January 17th, 2008
Huí a cubierta. Sentéme en popa a escuchar música, fumar, despedirme. Con cada canción y cada pitada me arrancaba las añoranzas de a jirones y las tiraba por la borda, al vacío. Acaso el río cargue demasiada nostalgia ya, porque en lugar de hundirse entre lágrimas marrón plateado, las añoranzas volvían. “Vas a tener que cargarnos un tiempo más”, susurraban y se metían en mi mochila.

January 17th, 2008
Buenos Aires, amante gataflórica, te mata en el lecho. Arranca tu cabeza cual mantis, a pesar de lo mucho que uno rece.

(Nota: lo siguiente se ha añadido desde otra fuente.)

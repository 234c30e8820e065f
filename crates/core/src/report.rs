//! Rapport détaillé d'un gène et de ses sites de fixation

use crate::error::Result;
use crate::gene::GeneRecord;
use crate::scoring::{ContributionMap, PropensityScorer};
use serde::Serialize;
use std::fmt;
use std::fs::File;
use std::io::{BufWriter, Write};
use std::path::Path;

/// Rapport d'un gène: en-tête et contribution de chaque motif
#[derive(Debug, Clone, Serialize)]
pub struct GeneReport<'a> {
    pub id: &'a str,
    pub propensity: f64,
    pub sequence: &'a str,
    pub contributions: ContributionMap,
}

impl<'a> GeneReport<'a> {
    /// Assemble un rapport à partir d'un détail déjà calculé
    pub fn new(gene: &'a GeneRecord, contributions: ContributionMap) -> Self {
        Self {
            id: gene.id(),
            propensity: gene.propensity(),
            sequence: gene.sequence(),
            contributions,
        }
    }

    /// Recalcule le détail du gène avec `scorer`
    pub fn compute(gene: &'a GeneRecord, scorer: &PropensityScorer<'_>) -> Self {
        Self::new(gene, scorer.breakdown_sequence(gene.sequence()))
    }
}

impl fmt::Display for GeneReport<'_> {
    fn fmt(&self, f: &mut fmt::Formatter<'_>) -> fmt::Result {
        writeln!(f, "Gène        = {}", self.id)?;
        writeln!(f, "Propension  = {:.4}", self.propensity)?;
        writeln!(f, "Séquence    = {}", self.sequence)?;
        writeln!(f)?;
        writeln!(f, "Contributions des sites de fixation:")?;
        writeln!(f)?;
        writeln!(f, "{:>10}   Contribution", "Motif")?;

        for c in self.contributions.sorted_by_motif() {
            writeln!(f, "{:>10}   {}", c.motif, signed(c.score))?;
        }
        Ok(())
    }
}

/// Écrit des rapports en JSON indenté
pub fn write_reports_json<W: Write>(mut writer: W, reports: &[GeneReport<'_>]) -> Result<()> {
    serde_json::to_writer_pretty(&mut writer, reports)?;
    writeln!(writer)?;
    writer.flush()?;
    Ok(())
}

/// Enregistre des rapports JSON dans un fichier (créé ou remplacé)
pub fn save_reports_json(path: impl AsRef<Path>, reports: &[GeneReport<'_>]) -> Result<()> {
    write_reports_json(BufWriter::new(File::create(path)?), reports)
}

/// Valeur avec signe explicite et quatre décimales ("+0.9637", "-3.3202")
pub fn signed(value: f64) -> String {
    format!("{:+.4}", value)
}
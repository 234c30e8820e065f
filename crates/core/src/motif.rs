//! Table des sites de fixation des facteurs de transcription
//!
//! Les motifs et leurs poids proviennent de Li et al. (Genome Research,
//! 16:414-427, 2006). Les codes IUPAC ambigus sont développés en motifs
//! littéraux à la construction de la table, jamais pendant le scan.

use crate::error::{GeneError, Result};
use crate::sequence::IupacBase;
use serde::Serialize;
use std::collections::HashSet;
use std::sync::OnceLock;

/// Table de référence, telle que publiée (peut contenir des codes IUPAC)
pub const REFERENCE_SITES: &[(&str, f64)] = &[
    ("aaaccctaa", 2.9895),
    ("ggaagggt", 1.3346),
    ("ggtagggt", 1.3346),
    ("aacgtgt", 1.1033),
    ("acggg", 0.9637),
    ("gcggcaaa", 0.9067),
    ("gttaggtt", 0.8397),
    ("rccgac", 0.8076),
    ("gataaga", -3.3202),
    ("gataagg", -3.3202),
    ("gataa", -2.1431),
    ("gataag", -0.7107),
    ("ggata", -3.2140),
    ("acgtggca", -1.1698),
    ("taacgta", -0.9167),
    ("aaaatatct", -0.8441),
];

/// Site de fixation: motif littéral sur {a,c,g,t} et son poids
#[derive(Debug, Clone, PartialEq, Serialize)]
pub struct BindingSite {
    motif: String,
    weight: f64,
}

impl BindingSite {
    /// Motif littéral en minuscules
    pub fn motif(&self) -> &str {
        &self.motif
    }

    pub fn weight(&self) -> f64 {
        self.weight
    }
}

/// Table ordonnée et immuable de sites de fixation
#[derive(Debug, Clone, PartialEq)]
pub struct MotifTable {
    sites: Vec<BindingSite>,
}

impl MotifTable {
    /// Construit une table à partir de motifs IUPAC pondérés.
    ///
    /// Chaque motif ambigu est développé en toutes ses variantes concrètes,
    /// qui partagent le poids du motif d'origine et prennent sa place dans
    /// l'ordre de la table.
    pub fn from_patterns<'a, I>(patterns: I) -> Result<Self>
    where
        I: IntoIterator<Item = (&'a str, f64)>,
    {
        let mut sites = Vec::new();
        let mut seen = HashSet::new();

        for (pattern, weight) in patterns {
            for motif in expand_pattern(pattern)? {
                if !seen.insert(motif.clone()) {
                    return Err(GeneError::DuplicateMotif(motif));
                }
                sites.push(BindingSite { motif, weight });
            }
        }

        Ok(Self { sites })
    }

    /// Table de référence partagée (17 motifs littéraux)
    pub fn reference() -> &'static MotifTable {
        static REFERENCE: OnceLock<MotifTable> = OnceLock::new();
        REFERENCE.get_or_init(|| {
            // Les entrées de REFERENCE_SITES sont vérifiées par les tests
            Self::from_patterns(REFERENCE_SITES.iter().copied())
                .unwrap_or_else(|e| panic!("table de référence invalide: {e}"))
        })
    }

    pub fn sites(&self) -> &[BindingSite] {
        &self.sites
    }

    pub fn len(&self) -> usize {
        self.sites.len()
    }

    pub fn is_empty(&self) -> bool {
        self.sites.is_empty()
    }
}

/// Développe un motif IUPAC en motifs littéraux minuscules
fn expand_pattern(pattern: &str) -> Result<Vec<String>> {
    if pattern.is_empty() {
        return Err(GeneError::EmptyMotif);
    }

    let mut expanded = vec![String::with_capacity(pattern.len())];
    for c in pattern.chars() {
        let base = IupacBase::from_char(c).ok_or_else(|| GeneError::InvalidBase {
            motif: pattern.to_string(),
            base: c,
        })?;

        expanded = expanded
            .into_iter()
            .flat_map(|prefix| {
                base.expand().iter().map(move |&b| {
                    let mut next = prefix.clone();
                    next.push(b);
                    next
                })
            })
            .collect();
    }

    Ok(expanded)
}

#[cfg(test)]
mod tests {
    use super::*;

    #[test]
    fn test_reference_table_literal_contents() {
        let expected: &[(&str, f64)] = &[
            ("aaaccctaa", 2.9895),
            ("ggaagggt", 1.3346),
            ("ggtagggt", 1.3346),
            ("aacgtgt", 1.1033),
            ("acggg", 0.9637),
            ("gcggcaaa", 0.9067),
            ("gttaggtt", 0.8397),
            ("accgac", 0.8076),
            ("gccgac", 0.8076),
            ("gataaga", -3.3202),
            ("gataagg", -3.3202),
            ("gataa", -2.1431),
            ("gataag", -0.7107),
            ("ggata", -3.2140),
            ("acgtggca", -1.1698),
            ("taacgta", -0.9167),
            ("aaaatatct", -0.8441),
        ];

        let table = MotifTable::reference();
        assert_eq!(table.len(), 17);
        for (site, (motif, weight)) in table.sites().iter().zip(expected) {
            assert_eq!(site.motif(), *motif);
            assert_eq!(site.weight(), *weight);
        }
    }

    #[test]
    fn test_reference_motifs_are_concrete() {
        for site in MotifTable::reference().sites() {
            assert!(site.motif().chars().all(|c| matches!(c, 'a' | 'c' | 'g' | 't')));
        }
    }

    #[test]
    fn test_ambiguous_pattern_expansion() {
        let table = MotifTable::from_patterns([("ayg", 1.0), ("nt", -0.5)]).unwrap();
        let motifs: Vec<&str> = table.sites().iter().map(|s| s.motif()).collect();
        assert_eq!(motifs, vec!["acg", "atg", "at", "ct", "gt", "tt"]);
        assert_eq!(table.sites()[4].weight(), -0.5);
    }

    #[test]
    fn test_uppercase_pattern_is_lowered() {
        let table = MotifTable::from_patterns([("ACg", 2.0)]).unwrap();
        assert_eq!(table.sites()[0].motif(), "acg");
    }

    #[test]
    fn test_invalid_patterns_rejected() {
        assert!(matches!(
            MotifTable::from_patterns([("", 1.0)]),
            Err(GeneError::EmptyMotif)
        ));
        assert!(matches!(
            MotifTable::from_patterns([("acx", 1.0)]),
            Err(GeneError::InvalidBase { base: 'x', .. })
        ));
        assert!(matches!(
            MotifTable::from_patterns([("rcc", 1.0), ("gcc", 2.0)]),
            Err(GeneError::DuplicateMotif(m)) if m == "gcc"
        ));
    }
}
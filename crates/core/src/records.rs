//! Lecture et écriture des gènes au format CSV entièrement guillemeté
//!
//! Une ligne par gène: `"identifiant","séquence","propension"`.
//! Les guillemets internes sont doublés.

use crate::error::{GeneError, Result};
use crate::gene::GeneRecord;
use csv::{QuoteStyle, ReaderBuilder, StringRecord, WriterBuilder};
use std::fs::File;
use std::io::{BufReader, BufWriter, Read, Write};
use std::path::Path;
use tracing::{debug, info};

const FIELD_COUNT: usize = 3;

/// Lit tous les gènes d'une source CSV.
///
/// Le premier enregistrement invalide interrompt la lecture avec une
/// erreur; aucun résultat partiel n'est renvoyé.
pub fn read_genes<R: Read>(reader: R) -> Result<Vec<GeneRecord>> {
    let mut rdr = ReaderBuilder::new()
        .has_headers(false)
        .flexible(true)
        .from_reader(reader);

    let mut genes = Vec::new();
    let mut record = StringRecord::new();
    while rdr.read_record(&mut record)? {
        let line = record.position().map_or(0, |p| p.line());
        genes.push(parse_record(&record, line)?);
    }

    debug!("{} gènes lus", genes.len());
    Ok(genes)
}

fn parse_record(record: &StringRecord, line: u64) -> Result<GeneRecord> {
    if record.len() != FIELD_COUNT {
        return Err(GeneError::MalformedRecord {
            line,
            reason: format!("{} champs au lieu de {}", record.len(), FIELD_COUNT),
        });
    }

    let raw = record[2].trim();
    let propensity = raw.parse::<f64>().map_err(|_| GeneError::InvalidPropensity {
        line,
        value: raw.to_string(),
    })?;

    Ok(GeneRecord::with_propensity(&record[0], &record[1], propensity))
}

/// Charge les gènes depuis un fichier
pub fn load_genes(path: impl AsRef<Path>) -> Result<Vec<GeneRecord>> {
    let path = path.as_ref();
    let genes = read_genes(BufReader::new(File::open(path)?))?;
    info!("{} gènes chargés depuis {}", genes.len(), path.display());
    Ok(genes)
}

/// Écrit les gènes, un par ligne, tous les champs entre guillemets.
///
/// La propension est écrite avec la représentation la plus courte qui
/// redonne exactement la même valeur à la lecture.
pub fn write_genes<W: Write>(writer: W, genes: &[GeneRecord]) -> Result<()> {
    let mut wtr = WriterBuilder::new()
        .has_headers(false)
        .quote_style(QuoteStyle::Always)
        .from_writer(writer);

    for gene in genes {
        let propensity = gene.propensity().to_string();
        wtr.write_record([gene.id(), gene.sequence(), propensity.as_str()])?;
    }

    wtr.flush()?;
    Ok(())
}

/// Enregistre les gènes dans un fichier (créé ou remplacé)
pub fn save_genes(path: impl AsRef<Path>, genes: &[GeneRecord]) -> Result<()> {
    let path = path.as_ref();
    write_genes(BufWriter::new(File::create(path)?), genes)?;
    info!("{} gènes écrits dans {}", genes.len(), path.display());
    Ok(())
}
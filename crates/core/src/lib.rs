//! Gluco Core Library
//!
//! Score des promoteurs de gènes pour la régulation par le glucose, à partir
//! des sites de fixation de facteurs de transcription, et classement des
//! gènes les plus propices.

pub mod error;
pub mod gene;
pub mod logging;
pub mod motif;
pub mod ranking;
pub mod records;
pub mod report;
pub mod scoring;
pub mod sequence;

// Réexportations principales
pub use error::{GeneError, Result};
pub use gene::GeneRecord;
pub use motif::{BindingSite, MotifTable, REFERENCE_SITES};
pub use ranking::GeneRanker;
pub use records::{load_genes, read_genes, save_genes, write_genes};
pub use report::{save_reports_json, write_reports_json, GeneReport};
pub use scoring::{count_occurrences, Contribution, ContributionMap, PropensityScorer};
pub use sequence::{extract_promoter, IupacBase};
pub use logging::init_logging;
// Les macros log_operation et log_error sont automatiquement exportées à la racine du crate
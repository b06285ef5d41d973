use std::collections::{BTreeMap, HashMap, HashSet};
use std::sync::{Mutex, MutexGuard};
use std::time::Duration;

use async_trait::async_trait;
use serde_json::Value;
use tracing::warn;

use crate::error::StoreError;
use crate::store::{
    DocumentStore, Durability, IndexDefinition, QueryResult, Staleness, ViewQuery, ViewRow,
};

/// Serialized body size over which the indexer skips a document.
pub const DEFAULT_INDEXED_BODY_LIMIT: usize = 1 << 20;

/// Durability budget reported when a write cannot meet its target.
pub const DEFAULT_DURABILITY_BUDGET: Duration = Duration::from_secs(55);

/// An in-process document store with couch-like view indexing.
///
/// Views are materialized lazily: a fresh write stays invisible to stale
/// queries until a non-stale query forces indexing. Map functions are not
/// executed; every view behaves like the canonical probe view and emits
/// `(doc.id, null)` per document. Documents whose serialized body exceeds
/// the indexed body limit are skipped by the indexer but stay readable by
/// id, which reproduces the visibility gap this crate exists to detect.
pub struct MemoryStore {
    inner: Mutex<Inner>,
    indexed_body_limit: usize,
    durability_ceiling: Durability,
    durability_budget: Duration,
}

#[derive(Default)]
struct Inner {
    documents: HashMap<String, Value>,
    indexes: HashMap<String, IndexDefinition>,
    /// Materialized rows per index and view: storage id to emitted key.
    views: HashMap<String, HashMap<String, BTreeMap<String, Value>>>,
    /// Writes the indexer has not picked up yet.
    pending: HashSet<String>,
}

impl MemoryStore {
    pub fn new() -> MemoryStore {
        MemoryStore {
            inner: Mutex::new(Inner::default()),
            indexed_body_limit: DEFAULT_INDEXED_BODY_LIMIT,
            durability_ceiling: Durability::All,
            durability_budget: DEFAULT_DURABILITY_BUDGET,
        }
    }

    /// Skip documents larger than `limit` bytes when indexing.
    pub fn with_indexed_body_limit(mut self, limit: usize) -> MemoryStore {
        self.indexed_body_limit = limit;
        self
    }

    /// Fail writes that ask for more durability than `ceiling`.
    pub fn with_durability_ceiling(mut self, ceiling: Durability) -> MemoryStore {
        self.durability_ceiling = ceiling;
        self
    }

    /// Report this budget as the elapsed time on failed durability waits.
    pub fn with_durability_budget(mut self, budget: Duration) -> MemoryStore {
        self.durability_budget = budget;
        self
    }

    fn lock(&self) -> MutexGuard<'_, Inner> {
        self.inner.lock().expect("poisoned MemoryStore mutex")
    }
}

impl Default for MemoryStore {
    fn default() -> Self {
        MemoryStore::new()
    }
}

/// Run the indexer over every pending write.
fn refresh(inner: &mut Inner, indexed_body_limit: usize) {
    let pending: Vec<String> = inner.pending.drain().collect();
    if pending.is_empty() {
        return;
    }

    let targets: Vec<(String, String)> = inner
        .indexes
        .iter()
        .flat_map(|(index, definition)| {
            definition
                .views
                .keys()
                .map(|view| (index.clone(), view.clone()))
        })
        .collect();

    for id in pending {
        let document = match inner.documents.get(&id) {
            Some(document) => document.clone(),
            None => continue,
        };

        let size = document.to_string().len();
        if size > indexed_body_limit {
            warn!("skipping document {}: body too large ({} bytes)", id, size);
            continue;
        }

        let key = document.get("id").cloned().unwrap_or(Value::Null);
        for (index, view) in &targets {
            inner
                .views
                .entry(index.clone())
                .or_default()
                .entry(view.clone())
                .or_default()
                .insert(id.clone(), key.clone());
        }
    }
}

#[async_trait]
impl DocumentStore for MemoryStore {
    async fn get(&self, id: &str) -> Result<Value, StoreError> {
        self.lock()
            .documents
            .get(id)
            .cloned()
            .ok_or_else(|| StoreError::NotFound { id: id.to_owned() })
    }

    async fn add(&self, id: &str, body: &Value, durability: Durability) -> Result<(), StoreError> {
        let mut inner = self.lock();
        if inner.documents.contains_key(id) {
            return Err(StoreError::AlreadyExists { id: id.to_owned() });
        }

        inner.documents.insert(id.to_owned(), body.clone());
        inner.pending.insert(id.to_owned());

        // The write lands on the primary either way; when the requested
        // durability exceeds what the store can provide, only the
        // acknowledgment wait fails.
        if durability > self.durability_ceiling {
            return Err(StoreError::Timeout {
                operation: "durable write",
                elapsed: self.durability_budget,
            });
        }

        Ok(())
    }

    async fn delete(&self, id: &str) -> Result<(), StoreError> {
        let mut inner = self.lock();
        if inner.documents.remove(id).is_none() {
            return Err(StoreError::NotFound { id: id.to_owned() });
        }

        inner.pending.remove(id);
        for views in inner.views.values_mut() {
            for rows in views.values_mut() {
                rows.remove(id);
            }
        }

        Ok(())
    }

    async fn index_definition(&self, name: &str) -> Result<Option<IndexDefinition>, StoreError> {
        Ok(self.lock().indexes.get(name).cloned())
    }

    async fn create_index(&self, definition: &IndexDefinition) -> Result<(), StoreError> {
        let mut inner = self.lock();
        if inner.indexes.contains_key(&definition.name) {
            return Err(StoreError::AlreadyExists {
                id: definition.name.clone(),
            });
        }

        inner
            .indexes
            .insert(definition.name.clone(), definition.clone());

        // Documents written before the index existed are picked up the next
        // time a query forces indexing.
        let ids: Vec<String> = inner.documents.keys().cloned().collect();
        inner.pending.extend(ids);

        Ok(())
    }

    async fn delete_index(&self, name: &str) -> Result<(), StoreError> {
        let mut inner = self.lock();
        if inner.indexes.remove(name).is_none() {
            return Err(StoreError::NotFound {
                id: name.to_owned(),
            });
        }

        inner.views.remove(name);
        Ok(())
    }

    async fn query(
        &self,
        index: &str,
        view: &str,
        query: &ViewQuery,
    ) -> Result<QueryResult, StoreError> {
        let mut inner = self.lock();

        let definition =
            inner
                .indexes
                .get(index)
                .cloned()
                .ok_or_else(|| StoreError::NotFound {
                    id: index.to_owned(),
                })?;
        if !definition.views.contains_key(view) {
            return Err(StoreError::NotFound {
                id: format!("{index}/{view}"),
            });
        }

        if query.staleness == Staleness::None {
            refresh(&mut inner, self.indexed_body_limit);
        }

        let (total_rows, mut rows) = {
            let materialized = inner.views.get(index).and_then(|views| views.get(view));
            let total_rows = materialized.map_or(0, |rows| rows.len() as u64);
            let rows: Vec<ViewRow> = materialized
                .map(|rows| {
                    rows.iter()
                        .map(|(id, key)| ViewRow {
                            id: id.clone(),
                            key: key.clone(),
                            value: Value::Null,
                            doc: query
                                .include_docs
                                .then(|| inner.documents.get(id).cloned())
                                .flatten(),
                        })
                        .collect()
                })
                .unwrap_or_default();
            (total_rows, rows)
        };

        if let Some(limit) = query.limit {
            rows.truncate(usize::try_from(limit).unwrap_or(usize::MAX));
        }

        if query.staleness == Staleness::UpdateAfter {
            refresh(&mut inner, self.indexed_body_limit);
        }

        Ok(QueryResult { total_rows, rows })
    }

    async fn close(self) -> Result<(), StoreError> {
        Ok(())
    }
}
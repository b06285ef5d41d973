use std::str::FromStr;
use std::sync::Arc;
use std::time::Duration;

use axum::extract::{Path, Query, State};
use axum::http::StatusCode;
use axum::response::{IntoResponse, Response};
use axum::routing::get;
use axum::{Json, Router};
use once_cell::sync::Lazy;
use rand::distributions::Alphanumeric;
use rand::Rng;
use serde::Deserialize;
use serde_json::{json, Value};
use tokio::net::TcpListener;
use tracing_subscriber::EnvFilter;
use url::Url;

use viewprobe::config::{Config, EnvMsDuration, NonEmptyString};
use viewprobe::{
    Durability, DocumentStore, IndexDefinition, MemoryStore, Staleness, StoreError, ViewMode,
    ViewQuery,
};

pub const BUCKET: &str = "default";

static TRACING: Lazy<()> = Lazy::new(|| {
    tracing_subscriber::fmt()
        .with_env_filter(EnvFilter::from_default_env())
        .init();
});

pub fn setup_tracing() {
    Lazy::force(&TRACING);
}

pub fn random_string(prefix: &str, length: usize) -> String {
    let suffix: String = rand::thread_rng()
        .sample_iter(Alphanumeric)
        .take(length)
        .map(char::from)
        .collect();
    format!("{prefix}_{suffix}")
}

/// A config pointing at `endpoint` with budgets short enough for tests.
pub fn test_config(endpoint: &Url) -> Config {
    Config {
        endpoint: endpoint.clone(),
        bucket: NonEmptyString(BUCKET.to_owned()),
        username: None,
        password: None,
        view_mode: ViewMode::Production,
        index_name: NonEmptyString("probes".to_owned()),
        view_name: NonEmptyString("by_id".to_owned()),
        include_docs: false,
        row_limit: None,
        connect_timeout: EnvMsDuration(Duration::from_secs(2)),
        op_timeout: EnvMsDuration(Duration::from_secs(5)),
        durability_timeout: EnvMsDuration(Duration::from_secs(5)),
        view_timeout: EnvMsDuration(Duration::from_secs(5)),
    }
}

/// A `MemoryStore` served over the couch dialect, for exercising
/// `CouchStore` against real HTTP.
pub struct FakeStoreHandle {
    pub endpoint: Url,
}

impl FakeStoreHandle {
    /// Serve `store` on a random local port.
    pub async fn spawn(store: MemoryStore) -> FakeStoreHandle {
        setup_tracing();

        let app = router(Arc::new(store));
        let listener = TcpListener::bind("127.0.0.1:0")
            .await
            .expect("failed to bind fake store listener");
        let addr = listener.local_addr().expect("listener has no local addr");
        tokio::spawn(async move {
            axum::serve(listener, app).await.expect("fake store failed");
        });

        FakeStoreHandle {
            endpoint: Url::parse(&format!("http://{addr}")).expect("bound addr is a valid url"),
        }
    }

    /// A config pointing at this fake.
    pub fn config(&self) -> Config {
        test_config(&self.endpoint)
    }
}

fn router(store: Arc<MemoryStore>) -> Router {
    Router::new()
        .route("/", get(server_info))
        .route(
            "/:bucket/:id",
            get(get_document).put(put_document).delete(delete_document),
        )
        .route(
            "/:bucket/_design/:index",
            get(get_index).put(put_index).delete(delete_index),
        )
        .route("/:bucket/_design/:index/_view/:view", get(query_view))
        .with_state(store)
}

/// Map store errors onto the status codes the couch dialect uses, the
/// mirror image of how `CouchStore` reads them back.
fn error_response(error: StoreError) -> Response {
    let status = match &error {
        StoreError::NotFound { .. } => StatusCode::NOT_FOUND,
        StoreError::AlreadyExists { .. } => StatusCode::CONFLICT,
        StoreError::Timeout { .. } => StatusCode::SERVICE_UNAVAILABLE,
        _ => StatusCode::INTERNAL_SERVER_ERROR,
    };
    (status, Json(json!({"error": error.to_string()}))).into_response()
}

fn unknown_bucket(bucket: &str) -> Response {
    (
        StatusCode::NOT_FOUND,
        Json(json!({"error": format!("no bucket named {bucket}")})),
    )
        .into_response()
}

async fn server_info() -> Response {
    Json(json!({"viewprobe": "fake store", "version": "0.1.0"})).into_response()
}

#[derive(Deserialize)]
struct WriteParams {
    persist_to: Option<String>,
}

async fn get_document(
    State(store): State<Arc<MemoryStore>>,
    Path((bucket, id)): Path<(String, String)>,
) -> Response {
    if bucket != BUCKET {
        return unknown_bucket(&bucket);
    }
    match store.get(&id).await {
        Ok(document) => Json(document).into_response(),
        Err(error) => error_response(error),
    }
}

async fn put_document(
    State(store): State<Arc<MemoryStore>>,
    Path((bucket, id)): Path<(String, String)>,
    Query(params): Query<WriteParams>,
    Json(body): Json<Value>,
) -> Response {
    if bucket != BUCKET {
        return unknown_bucket(&bucket);
    }
    let durability = match params.persist_to.as_deref().map(Durability::from_str) {
        Some(Ok(durability)) => durability,
        Some(Err(error)) => {
            return (StatusCode::BAD_REQUEST, Json(json!({"error": error.to_string()})))
                .into_response()
        }
        None => Durability::None,
    };
    match store.add(&id, &body, durability).await {
        Ok(()) => (StatusCode::CREATED, Json(json!({"ok": true, "id": id}))).into_response(),
        Err(error) => error_response(error),
    }
}

async fn delete_document(
    State(store): State<Arc<MemoryStore>>,
    Path((bucket, id)): Path<(String, String)>,
) -> Response {
    if bucket != BUCKET {
        return unknown_bucket(&bucket);
    }
    match store.delete(&id).await {
        Ok(()) => Json(json!({"ok": true, "id": id})).into_response(),
        Err(error) => error_response(error),
    }
}

async fn get_index(
    State(store): State<Arc<MemoryStore>>,
    Path((bucket, index)): Path<(String, String)>,
) -> Response {
    if bucket != BUCKET {
        return unknown_bucket(&bucket);
    }
    match store.index_definition(&index).await {
        Ok(Some(definition)) => Json(definition).into_response(),
        Ok(None) => error_response(StoreError::NotFound { id: index }),
        Err(error) => error_response(error),
    }
}

async fn put_index(
    State(store): State<Arc<MemoryStore>>,
    Path((bucket, index)): Path<(String, String)>,
    Json(mut definition): Json<IndexDefinition>,
) -> Response {
    if bucket != BUCKET {
        return unknown_bucket(&bucket);
    }
    // The body never carries the name; the resource path does.
    definition.name = index;
    match store.create_index(&definition).await {
        Ok(()) => (
            StatusCode::CREATED,
            Json(json!({"ok": true, "id": definition.name})),
        )
            .into_response(),
        Err(error) => error_response(error),
    }
}

async fn delete_index(
    State(store): State<Arc<MemoryStore>>,
    Path((bucket, index)): Path<(String, String)>,
) -> Response {
    if bucket != BUCKET {
        return unknown_bucket(&bucket);
    }
    match store.delete_index(&index).await {
        Ok(()) => Json(json!({"ok": true, "id": index})).into_response(),
        Err(error) => error_response(error),
    }
}

#[derive(Deserialize)]
struct ViewParams {
    stale: Option<String>,
    include_docs: Option<bool>,
    limit: Option<u64>,
}

async fn query_view(
    State(store): State<Arc<MemoryStore>>,
    Path((bucket, index, view)): Path<(String, String, String)>,
    Query(params): Query<ViewParams>,
) -> Response {
    if bucket != BUCKET {
        return unknown_bucket(&bucket);
    }
    let staleness = match params.stale.as_deref().map(Staleness::from_str) {
        Some(Ok(staleness)) => staleness,
        Some(Err(error)) => {
            return (StatusCode::BAD_REQUEST, Json(json!({"error": error.to_string()})))
                .into_response()
        }
        None => Staleness::UpdateAfter,
    };
    let query = ViewQuery {
        staleness,
        include_docs: params.include_docs.unwrap_or(false),
        limit: params.limit,
    };
    match store.query(&index, &view, &query).await {
        Ok(result) => Json(result).into_response(),
        Err(error) => error_response(error),
    }
}
//! Read-after-write visibility checks for view-indexed document stores.

pub mod config;
pub mod couch;
pub mod error;
pub mod memory;
pub mod store;
pub mod verifier;

// Re-export main modules for library users
pub use config::Config;
pub use couch::{CouchStore, ViewMode};
pub use error::{StoreError, VerifyError};
pub use memory::MemoryStore;
pub use store::{
    DocumentStore, Durability, IndexDefinition, QueryResult, Staleness, ViewDefinition, ViewQuery,
    ViewRow,
};
pub use verifier::{
    probe_document, random_probe_id, ConsistencyVerifier, VerifierOptions, VisibilityReport,
};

Pero al irte llora vacíos y silencios. Te despide con un concierto de fueguitos que danzan y titilan. “Te voy a esperar”, moquean -”porque vas a volver”, jura, perjura, promete.
January 17th, 2008
No se puede despachar ni la cabeza ni el corazón por aduana: los rechazarían, como los materiales tóxicos e inflamables que son. Documentos son ascépticos trámites para mentirnos que todos somos normales y vamos a donde vamos sólo a descansar.
January 17th, 2008
Me fui de vacaciones a Piriápolis el martes 8 de enero de madrugada y luego el domingo a Valizas, con Lula y Germán. Volví recién. Los que seguirán son los textos que me surgieron en o que narran éste viaje, espero que en orden cronológico. Intitulados, por razones, Crónicas del viaje en busca de los fuegos.